For Internet Explorer, create a security zone policy (kiosk.reg):
Windows Registry Editor Version 5.00
[HKEY_CURRENT_USER\Software\Microsoft\Windows\CurrentVersion\Internet Settings\Zones\3]
"1806"=dword:00000003
"CurrentLevel"=dword:00011000
[HKEY_LOCAL_MACHINE\SOFTWARE\Policies\Microsoft\Internet Explorer\Restrictions]
"NoBrowserContextMenu"=dword:00000001
"AllowToRunRestricted"=dword:00000000
Implement a scheduled task that runs this batch script daily (recovery.bat):
@echo off
xcopy "C:\kiosk\clean-image" "C:\" /E /Y /H /R
net stop "Windows Update"
net start "Windows Update"
For non-technical maintainers, Microsoft's discontinued (but still functional) SteadyState tool provides:
- User account restrictions
- Disk protection
- Browser lockdown
Additional hardening measures:
:: Disable USB via Device Manager Policies
[HKEY_LOCAL_MACHINE\SYSTEM\CurrentControlSet\Services\USBSTOR]
"Start"=dword:00000004
:: Disable Command Prompt
[HKEY_CURRENT_USER\Software\Policies\Microsoft\Windows\System]
"DisableCMD"=dword:00000002
When deploying Windows XP as a locked-down kiosk system, we need to implement three key security layers:
- Desktop lockdown to prevent access to OS functions
- Browser restrictions to specific URLs
- A recovery mechanism that non-technical staff can operate
The most effective approach is to replace Explorer.exe with a custom shell. Create a batch file named kiosk.bat:
@echo off :start start "" "C:\Program Files\Internet Explorer\iexplore.exe" -k http://client-website.com ping -n 10 127.0.0.1 > nul tasklist | find "iexplore.exe" > nul || goto start
Then modify the registry to set this as the shell:
Windows Registry Editor Version 5.00 [HKEY_LOCAL_MACHINE\SOFTWARE\Microsoft\Windows NT\CurrentVersion\Winlogon] "Shell"="C:\\kiosk\\kiosk.bat"
For Internet Explorer, we can enforce URL restrictions through Group Policy.
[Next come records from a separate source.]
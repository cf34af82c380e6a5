//! Remote call error types and their retry classification.

use thiserror::Error;

/// Status codes worth another attempt.
fn is_retryable_status(status: u16) -> bool {
  matches!(status, 408 | 429 | 500 | 502 | 503 | 504)
}

/// Classification of every failure the delivery subsystem knows about.
#[derive(Debug, Clone, Copy, PartialEq, Eq, Hash)]
pub enum ErrorKind {
  /// Connectivity failure or timeout (including HTTP 408)
  TransientNetwork,
  /// HTTP 429
  ServerOverload,
  /// HTTP 500, 502, 503, 504
  ServerFault,
  /// Any other 4xx
  ClientRequest,
  /// Any other non-success status (501, 505, 3xx...)
  UnexpectedStatus,
  /// The remote answered with something we could not use
  MalformedResponse,
  /// One persisted record could not be decoded
  StoreCorruption,
  /// Every tier, synthetic included, came up empty
  ExhaustedFallback,
}

impl ErrorKind {
  /// Classify an HTTP status code.
  pub fn from_status(status: u16) -> Self {
    match status {
      408 => ErrorKind::TransientNetwork,
      429 => ErrorKind::ServerOverload,
      500 | 502 | 503 | 504 => ErrorKind::ServerFault,
      400..=499 => ErrorKind::ClientRequest,
      _ => ErrorKind::UnexpectedStatus,
    }
  }

  pub fn is_retryable(&self) -> bool {
    matches!(
      self,
      ErrorKind::TransientNetwork | ErrorKind::ServerOverload | ErrorKind::ServerFault
    )
  }
}

/// Errors raised by a remote collaborator.
#[derive(Debug, Clone, Error)]
pub enum RemoteError {
  #[error("Network error: {0}")]
  Transient(String),

  #[error("Remote returned {status}: {message}")]
  Status { status: u16, message: String },

  #[error("Malformed response: {0}")]
  Malformed(String),
}

impl RemoteError {
  pub fn kind(&self) -> ErrorKind {
    match self {
      RemoteError::Transient(_) => ErrorKind::TransientNetwork,
      RemoteError::Status { status, .. } => ErrorKind::from_status(*status),
      RemoteError::Malformed(_) => ErrorKind::MalformedResponse,
    }
  }

  /// Check if this error is worth retrying
  pub fn is_retryable(&self) -> bool {
    match self {
      RemoteError::Transient(_) => true,
      RemoteError::Status { status, .. } => is_retryable_status(*status),
      RemoteError::Malformed(_) => false,
    }
  }
}

impl From<reqwest::Error> for RemoteError {
  fn from(e: reqwest::Error) -> Self {
    if let Some(status) = e.status() {
      return RemoteError::Status {
        status: status.as_u16(),
        message: e.to_string(),
      };
    }
    if e.is_decode() {
      return RemoteError::Malformed(e.to_string());
    }
    RemoteError::Transient(e.to_string())
  }
}

impl From<serde_json::Error> for RemoteError {
  fn from(e: serde_json::Error) -> Self {
    RemoteError::Malformed(e.to_string())
  }
}

#[cfg(test)]
mod tests {
  use super::*;

  fn status(code: u16) -> RemoteError {
    RemoteError::Status {
      status: code,
      message: "test".to_string(),
    }
  }

  #[test]
  fn test_retryable_statuses() {
    for code in [408, 429, 500, 502, 503, 504] {
      assert!(status(code).is_retryable(), "{} should retry", code);
      assert!(status(code).kind().is_retryable());
    }
  }

  #[test]
  fn test_fatal_statuses() {
    for code in [400, 401, 403, 404, 409, 422, 501, 505, 302] {
      assert!(!status(code).is_retryable(), "{} should be fatal", code);
      assert!(!status(code).kind().is_retryable());
    }
  }

  #[test]
  fn test_status_kinds() {
    assert_eq!(status(408).kind(), ErrorKind::TransientNetwork);
    assert_eq!(status(429).kind(), ErrorKind::ServerOverload);
    assert_eq!(status(503).kind(), ErrorKind::ServerFault);
    assert_eq!(status(404).kind(), ErrorKind::ClientRequest);
    assert_eq!(status(501).kind(), ErrorKind::UnexpectedStatus);
  }

  #[test]
  fn test_transient_and_malformed() {
    let err = RemoteError::Transient("connection reset".to_string());
    assert!(err.is_retryable());
    assert_eq!(err.kind(), ErrorKind::TransientNetwork);

    let err = RemoteError::Malformed("expected value at line 1".to_string());
    assert!(!err.is_retryable());
    assert_eq!(err.kind(), ErrorKind::MalformedResponse);
  }

  #[test]
  fn test_json_error_is_malformed() {
    let json_err = serde_json::from_str::<serde_json::Value>("{not json").unwrap_err();
    let err: RemoteError = json_err.into();
    assert_eq!(err.kind(), ErrorKind::MalformedResponse);
  }
}
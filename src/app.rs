//! Application wiring: config in, ready-to-use resolver and progress store out.

use chrono::NaiveDate;
use color_eyre::{eyre::eyre, Result};
use serde::Deserialize;
use serde_json::Value;
use sha2::{Digest, Sha256};
use std::path::Path;
use std::sync::Arc;
use tokio::sync::Mutex;
use tracing::{info, warn};

use crate::cache::{
  default_json_table, Content, FallbackResolver, FetchResult, OfflineItem, OfflineStorage,
  RecencyCache, SqliteStorage, SyntheticTable,
};
use crate::config::Config;
use crate::progress::{ProgressTracker, StreakState};
use crate::remote::{normalize, FetchRequest, HttpRemote, RemoteSource};

/// Bundle compiled into the binary, seeded on every start.
const BUILTIN_BUNDLE: &str = include_str!("../assets/offline_bundle.yaml");

/// Progress profile used by the CLI
const DEFAULT_PROFILE: &str = "default";

pub type Resolver = FallbackResolver<Value, dyn RemoteSource<Value>, SqliteStorage>;

/// One entry of a seed bundle file.
#[derive(Debug, Deserialize)]
struct BundleEntry {
  identifier: Option<String>,
  kind: String,
  topic: Option<String>,
  payload: Value,
}

/// Parse a YAML seed bundle. Entries without an identifier get one derived
/// from their payload; entries that are not well-formed are skipped.
pub fn parse_bundle(contents: &str) -> Result<Vec<OfflineItem<Value>>> {
  let entries: Vec<BundleEntry> =
    serde_yaml::from_str(contents).map_err(|e| eyre!("Failed to parse seed bundle: {}", e))?;

  let mut items = Vec::with_capacity(entries.len());
  for entry in entries {
    if !entry.payload.is_well_formed() {
      warn!(identifier = ?entry.identifier, "skipping empty bundle entry");
      continue;
    }
    let identifier = match entry.identifier {
      Some(id) => id,
      None => {
        let mut hasher = Sha256::new();
        hasher.update(normalize(&entry.kind).as_bytes());
        hasher.update(entry.payload.to_string().as_bytes());
        format!("seed-{}", hex::encode(hasher.finalize()))
      }
    };
    let topic = entry.topic.as_deref().map(normalize);
    items.push(OfflineItem::seed(
      identifier,
      normalize(&entry.kind),
      topic,
      entry.payload,
    ));
  }
  Ok(items)
}

/// Everything a caller needs, built once from config.
pub struct App {
  config: Config,
  storage: Arc<SqliteStorage>,
  resolver: Resolver,
  progress_lock: Mutex<()>,
}

impl App {
  /// Open the app with the HTTP remote described in config.
  pub async fn open(config: Config) -> Result<Self> {
    let remote: Arc<dyn RemoteSource<Value>> = Arc::new(HttpRemote::<Value>::new(&config.remote)?);
    Self::with_remote(config, remote).await
  }

  /// Open the app against an arbitrary remote.
  ///
  /// Seeds the offline store and prunes stale fetched content before returning.
  pub async fn with_remote(config: Config, remote: Arc<dyn RemoteSource<Value>>) -> Result<Self> {
    let path = match &config.offline.path {
      Some(p) => p.clone(),
      None => crate::db::Database::default_path()?,
    };
    let storage = Arc::new(SqliteStorage::open(&path).await?);

    let synthetic = match &config.synthetic {
      Some(entries) => SyntheticTable::new(entries.clone()),
      None => default_json_table(),
    };

    let resolver = FallbackResolver::new(
      remote,
      config.retry,
      Arc::new(RecencyCache::new(config.cache.capacity)),
      Arc::clone(&storage),
      synthetic,
    );

    let app = Self {
      config,
      storage,
      resolver,
      progress_lock: Mutex::new(()),
    };

    let seeded = app.seed().await?;
    let pruned = app.prune(app.config.offline.prune_after_days).await?;
    info!(seeded, pruned, path = %app.storage.path().display(), "offline store ready");

    Ok(app)
  }

  pub fn config(&self) -> &Config {
    &self.config
  }

  pub fn resolver(&self) -> &Resolver {
    &self.resolver
  }

  /// Resolve a request through every tier.
  pub async fn fetch(&self, request: &FetchRequest) -> FetchResult<Value> {
    self.resolver.resolve(request).await
  }

  /// Seed the built-in bundle plus the configured one. Idempotent.
  pub async fn seed(&self) -> Result<usize> {
    let mut items = parse_bundle(BUILTIN_BUNDLE)?;
    if let Some(bundle) = &self.config.offline.bundle {
      items.extend(load_bundle_file(bundle)?);
    }
    self.storage.seed_defaults(&items).await
  }

  /// Prune fetched content older than `days`.
  pub async fn prune(&self, days: u32) -> Result<usize> {
    self.storage.prune_older_than(days, chrono::Utc::now()).await
  }

  pub async fn list(&self) -> Result<Vec<OfflineItem<Value>>> {
    self.storage.all::<Value>().await
  }

  pub async fn wipe(&self) -> Result<usize> {
    self.storage.wipe().await
  }

  /// Record activity for `date` and persist the updated progress.
  pub async fn record_activity(&self, date: NaiveDate) -> Result<StreakState> {
    let _guard = self.progress_lock.lock().await;
    let mut tracker: ProgressTracker = self
      .storage
      .load_progress(DEFAULT_PROFILE)
      .await?
      .unwrap_or_default();
    let state = tracker.record_activity(date);
    self.storage.save_progress(DEFAULT_PROFILE, &tracker).await?;
    Ok(state)
  }
}

fn load_bundle_file(path: &Path) -> Result<Vec<OfflineItem<Value>>> {
  let contents = std::fs::read_to_string(path)
    .map_err(|e| eyre!("Failed to read seed bundle {}: {}", path.display(), e))?;
  parse_bundle(&contents)
}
Create a GPO that:
[HKEY_CURRENT_USER\Software\Policies\Microsoft\Internet Explorer\Restrictions] "NoBrowserOptions"=dword:00000001 "AllowedDomains"=hex(7):63,00,6c,00,69,00,65,00,6e,00,74,00,2d,00,77,00,65,\ 00,62,00,73,00,69,00,74,00,65,00,2e,00,63,00,6f,00,6d,00,00,00,00,00
For Firefox (if preferred), use the about:config settings:
lockPref("network.proxy.type", 0);
lockPref("browser.fixup.alternate.enabled", false);
lockPref("general.useragent.override", "KioskMode/1.0");
Create a scheduled task that runs nightly to restore the system:
schtasks /create /tn "Kiosk Reset" /tr "C:\kiosk\reset.bat" /sc daily /st 23:00
Contents of reset.bat:
@echo off taskkill /f /im iexplore.exe del /f /q "C:\Documents and Settings\KioskUser\*.*" xcopy "C:\kiosk\clean-profile\" "C:\Documents and Settings\KioskUser\" /e /y shutdown /r /t 30
Additional measures to implement:
- BIOS password to prevent boot from other devices
- Case locks to prevent hardware tampering
- USB ports disabled via Device Manager
For simple remote assistance, configure a VNC server with view-only password:
[HKEY_LOCAL_MACHINE\SOFTWARE\RealVNC\WinVNC4] "Password"=hex:39,87,a6,f4,72,67,4a,1b "ViewOnlyPassword"=hex:2a,95,b4,e2,51,46,3a,09
For more sophisticated management, consider a custom web interface that can trigger the reset script.